Si le directeur technique adjoint n'a pas parlé des éclairagistes, c'est parce qu'Hervé Barillet est spécialiste des lumières à l'Opéra Comique. Hervé nous apprend que la scène était d'abord éclairée à la bougie et au gaz avant l'arrivée de la fée électricité (d'où les incendies qui ont détruit les deux premières salles Favart). C'est l'électricité qui a permis de faire de la lumière l'élément artistique incontournable de la mise en scène qu'on connaît aujourd'hui. Les éclairagistes travaillent main dans la main avec le metteur en scène pour créer toutes les ambiances du spectacle, et les transitions entre chaque état lumineux. Les représentations actuelles nécessitent une installation qualifiée d'"industrielle" par Hervé : 3 à 400 projecteurs sont utilisés pour les spectacles, sans compter les lustres. 


L'Opéra Comique a pu rester autonome jusqu'en 1939, et posséder son répertoire, sa troupe, son orchestre et son personnel. Cependant, ses difficultés financières amènent l'Etat à le faire fusionner avec l'Opéra de Paris dans le cadre de la Réunion des Théâtre Lyriques Nationaux (R.T.L.N). Le budget alloué à l'Opéra Comique est dix fois inférieur à celui de son grand frère, ce qui lui fait perdre son caractère, sa qualité de production et son authenticité.
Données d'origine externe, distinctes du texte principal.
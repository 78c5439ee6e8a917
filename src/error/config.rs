use std::path::PathBuf;
use thiserror::Error;

#[derive(Debug, Error)]
pub enum ConfigError {
    #[error("Failed to read config '{path}': {source}")]
    ReadConfig {
        path: PathBuf,
        #[source]
        source: std::io::Error,
    },
    #[error("Failed to parse TOML config '{path}': {source}")]
    ParseToml {
        path: PathBuf,
        #[source]
        source: toml::de::Error,
    },
    #[error("Failed to parse JSON config '{path}': {source}")]
    ParseJson {
        path: PathBuf,
        #[source]
        source: serde_json::Error,
    },
    #[error("Failed to serialize config: {source}")]
    SerializeJson {
        #[source]
        source: serde_json::Error,
    },
    #[error("Failed to write config '{path}': {source}")]
    WriteConfig {
        path: PathBuf,
        #[source]
        source: std::io::Error,
    },
    #[error("Unsupported config extension '{ext}'. Use .toml or .json.")]
    UnsupportedExtension { ext: String },
    #[error("Config file must have .toml or .json extension.")]
    MissingExtension,
    #[cfg(test)]
    #[error("Test expectation failed: {message}")]
    TestExpectation { message: &'static str },
    #[cfg(test)]
    #[error("Test expectation failed: {message}: {value}")]
    TestExpectationValue {
        message: &'static str,
        value: String,
    },
}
En 1989, l'Etat décide de retirer à l'Opéra de Paris la gestion de la salle Favart. Seize ans plus tard, l'Opéra Comique retrouve son statut de Théâtre national, ainsi qu'une vraie subvention qui lui permet d'engager des "forces artistiques", selon Agnès Terrier.


L'institution prône depuis un véritable travail de reconstitution historique, en choisissant de programmer le répertoire créé originellement pour la salle Favart.